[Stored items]
__________

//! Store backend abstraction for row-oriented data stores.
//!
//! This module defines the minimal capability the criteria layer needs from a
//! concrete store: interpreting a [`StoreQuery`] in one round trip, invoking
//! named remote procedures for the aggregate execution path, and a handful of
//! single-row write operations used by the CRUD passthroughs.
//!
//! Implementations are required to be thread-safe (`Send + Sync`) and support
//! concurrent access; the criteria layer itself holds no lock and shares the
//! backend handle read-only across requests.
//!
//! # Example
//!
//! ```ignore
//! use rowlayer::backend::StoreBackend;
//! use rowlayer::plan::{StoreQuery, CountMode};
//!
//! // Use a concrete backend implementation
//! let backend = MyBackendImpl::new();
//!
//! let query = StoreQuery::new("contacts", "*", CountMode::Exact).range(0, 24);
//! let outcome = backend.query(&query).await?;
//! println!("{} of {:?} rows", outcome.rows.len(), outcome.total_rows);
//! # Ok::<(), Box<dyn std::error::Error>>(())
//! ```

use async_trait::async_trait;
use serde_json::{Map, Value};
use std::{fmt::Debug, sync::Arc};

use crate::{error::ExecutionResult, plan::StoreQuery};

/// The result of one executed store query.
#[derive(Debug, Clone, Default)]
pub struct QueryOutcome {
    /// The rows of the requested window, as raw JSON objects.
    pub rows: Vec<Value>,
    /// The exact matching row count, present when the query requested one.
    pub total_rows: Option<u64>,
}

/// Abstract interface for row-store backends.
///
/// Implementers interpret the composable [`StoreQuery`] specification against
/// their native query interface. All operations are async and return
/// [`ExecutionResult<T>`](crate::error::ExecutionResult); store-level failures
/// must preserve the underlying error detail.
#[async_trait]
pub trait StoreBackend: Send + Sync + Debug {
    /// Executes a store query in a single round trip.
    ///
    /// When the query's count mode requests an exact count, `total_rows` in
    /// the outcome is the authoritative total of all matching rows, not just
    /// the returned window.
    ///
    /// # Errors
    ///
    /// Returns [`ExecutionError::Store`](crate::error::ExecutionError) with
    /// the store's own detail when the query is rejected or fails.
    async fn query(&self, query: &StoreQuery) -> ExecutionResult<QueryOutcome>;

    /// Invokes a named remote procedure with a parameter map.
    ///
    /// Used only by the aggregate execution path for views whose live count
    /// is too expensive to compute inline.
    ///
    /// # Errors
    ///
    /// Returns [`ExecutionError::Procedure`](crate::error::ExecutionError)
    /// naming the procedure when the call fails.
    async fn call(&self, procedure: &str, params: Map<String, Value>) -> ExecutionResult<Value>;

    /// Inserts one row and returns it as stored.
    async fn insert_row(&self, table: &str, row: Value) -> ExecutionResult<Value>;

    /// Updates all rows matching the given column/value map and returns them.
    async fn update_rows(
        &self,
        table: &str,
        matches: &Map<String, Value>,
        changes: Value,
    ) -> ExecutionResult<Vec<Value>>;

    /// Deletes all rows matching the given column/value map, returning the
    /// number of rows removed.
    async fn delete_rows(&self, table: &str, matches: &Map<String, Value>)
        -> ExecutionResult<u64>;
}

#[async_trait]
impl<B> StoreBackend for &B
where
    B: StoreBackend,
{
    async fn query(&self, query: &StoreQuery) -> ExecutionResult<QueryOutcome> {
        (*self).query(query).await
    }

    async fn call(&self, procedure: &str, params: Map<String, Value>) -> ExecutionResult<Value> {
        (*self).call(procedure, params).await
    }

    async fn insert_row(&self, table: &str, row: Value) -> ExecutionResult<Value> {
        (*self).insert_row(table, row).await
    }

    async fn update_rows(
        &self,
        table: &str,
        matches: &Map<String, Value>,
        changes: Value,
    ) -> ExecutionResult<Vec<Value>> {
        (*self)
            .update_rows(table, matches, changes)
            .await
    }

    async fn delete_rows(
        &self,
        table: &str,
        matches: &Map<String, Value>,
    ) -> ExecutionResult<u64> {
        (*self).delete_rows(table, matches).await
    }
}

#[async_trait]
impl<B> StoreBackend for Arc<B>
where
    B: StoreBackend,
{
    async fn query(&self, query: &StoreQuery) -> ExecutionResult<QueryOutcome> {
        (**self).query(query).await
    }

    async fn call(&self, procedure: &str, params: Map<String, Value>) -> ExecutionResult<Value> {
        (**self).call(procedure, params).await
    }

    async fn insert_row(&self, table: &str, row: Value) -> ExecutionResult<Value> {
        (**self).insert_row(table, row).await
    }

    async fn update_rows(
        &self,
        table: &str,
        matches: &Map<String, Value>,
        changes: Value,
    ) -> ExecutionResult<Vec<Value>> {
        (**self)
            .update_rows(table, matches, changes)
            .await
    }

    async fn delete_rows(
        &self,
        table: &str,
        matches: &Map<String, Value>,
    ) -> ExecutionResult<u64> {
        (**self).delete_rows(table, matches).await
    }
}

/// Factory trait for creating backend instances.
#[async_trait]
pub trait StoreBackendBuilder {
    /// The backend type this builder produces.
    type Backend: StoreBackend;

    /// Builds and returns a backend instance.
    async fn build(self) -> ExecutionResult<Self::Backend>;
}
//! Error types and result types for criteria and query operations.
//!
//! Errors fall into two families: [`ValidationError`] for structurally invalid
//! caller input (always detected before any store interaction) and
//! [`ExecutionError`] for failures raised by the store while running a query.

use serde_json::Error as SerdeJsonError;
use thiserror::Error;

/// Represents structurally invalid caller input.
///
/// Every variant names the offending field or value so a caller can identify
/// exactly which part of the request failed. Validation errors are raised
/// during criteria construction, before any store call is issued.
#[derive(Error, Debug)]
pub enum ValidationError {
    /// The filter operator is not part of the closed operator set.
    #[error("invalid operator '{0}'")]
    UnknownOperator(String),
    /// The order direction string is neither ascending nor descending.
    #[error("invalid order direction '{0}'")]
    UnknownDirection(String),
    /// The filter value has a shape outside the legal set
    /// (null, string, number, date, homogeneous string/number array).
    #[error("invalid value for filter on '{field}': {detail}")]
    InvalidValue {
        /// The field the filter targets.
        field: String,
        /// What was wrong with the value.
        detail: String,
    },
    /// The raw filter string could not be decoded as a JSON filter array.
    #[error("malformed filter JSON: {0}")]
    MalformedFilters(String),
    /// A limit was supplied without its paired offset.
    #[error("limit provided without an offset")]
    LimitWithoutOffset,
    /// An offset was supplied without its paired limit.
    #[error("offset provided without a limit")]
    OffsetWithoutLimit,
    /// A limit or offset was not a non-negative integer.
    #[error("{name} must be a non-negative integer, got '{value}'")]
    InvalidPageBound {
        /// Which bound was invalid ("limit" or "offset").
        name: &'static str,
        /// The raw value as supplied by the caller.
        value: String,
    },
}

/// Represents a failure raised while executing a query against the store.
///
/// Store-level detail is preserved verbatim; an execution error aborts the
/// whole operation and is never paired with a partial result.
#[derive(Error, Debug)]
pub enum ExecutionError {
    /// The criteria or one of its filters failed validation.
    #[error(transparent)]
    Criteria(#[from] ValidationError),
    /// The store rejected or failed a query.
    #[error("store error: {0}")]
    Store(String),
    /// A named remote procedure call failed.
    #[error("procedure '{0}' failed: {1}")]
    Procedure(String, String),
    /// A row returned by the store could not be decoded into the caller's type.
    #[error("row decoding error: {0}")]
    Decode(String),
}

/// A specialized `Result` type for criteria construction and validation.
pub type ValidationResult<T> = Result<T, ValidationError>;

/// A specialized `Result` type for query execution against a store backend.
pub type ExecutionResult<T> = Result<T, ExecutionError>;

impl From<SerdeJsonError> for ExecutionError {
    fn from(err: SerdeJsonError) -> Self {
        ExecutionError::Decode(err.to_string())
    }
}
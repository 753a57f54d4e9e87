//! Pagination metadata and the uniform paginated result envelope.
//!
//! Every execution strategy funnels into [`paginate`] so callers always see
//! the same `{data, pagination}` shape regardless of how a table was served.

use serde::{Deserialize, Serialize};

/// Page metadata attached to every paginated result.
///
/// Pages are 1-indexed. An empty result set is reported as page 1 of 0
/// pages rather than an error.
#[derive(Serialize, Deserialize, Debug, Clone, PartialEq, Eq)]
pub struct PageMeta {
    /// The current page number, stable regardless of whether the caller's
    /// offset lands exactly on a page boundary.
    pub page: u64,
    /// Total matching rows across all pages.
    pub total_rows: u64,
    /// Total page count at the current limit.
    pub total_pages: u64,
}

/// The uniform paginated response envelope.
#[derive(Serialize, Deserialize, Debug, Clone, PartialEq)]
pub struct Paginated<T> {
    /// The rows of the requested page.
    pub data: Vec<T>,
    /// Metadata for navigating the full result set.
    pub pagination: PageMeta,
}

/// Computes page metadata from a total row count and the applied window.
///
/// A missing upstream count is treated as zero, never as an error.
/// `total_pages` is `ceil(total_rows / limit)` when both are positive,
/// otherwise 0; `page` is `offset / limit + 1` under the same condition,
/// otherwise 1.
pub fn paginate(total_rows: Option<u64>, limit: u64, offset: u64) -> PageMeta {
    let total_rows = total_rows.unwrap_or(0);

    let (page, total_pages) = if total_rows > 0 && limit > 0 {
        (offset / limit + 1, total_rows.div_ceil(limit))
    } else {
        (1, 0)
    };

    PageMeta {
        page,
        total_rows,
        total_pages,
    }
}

__________

→ **Work to be completed**: Tally the lines of the records that contain the word "remote" and state the total alone.

→ **Solved exercise**: 3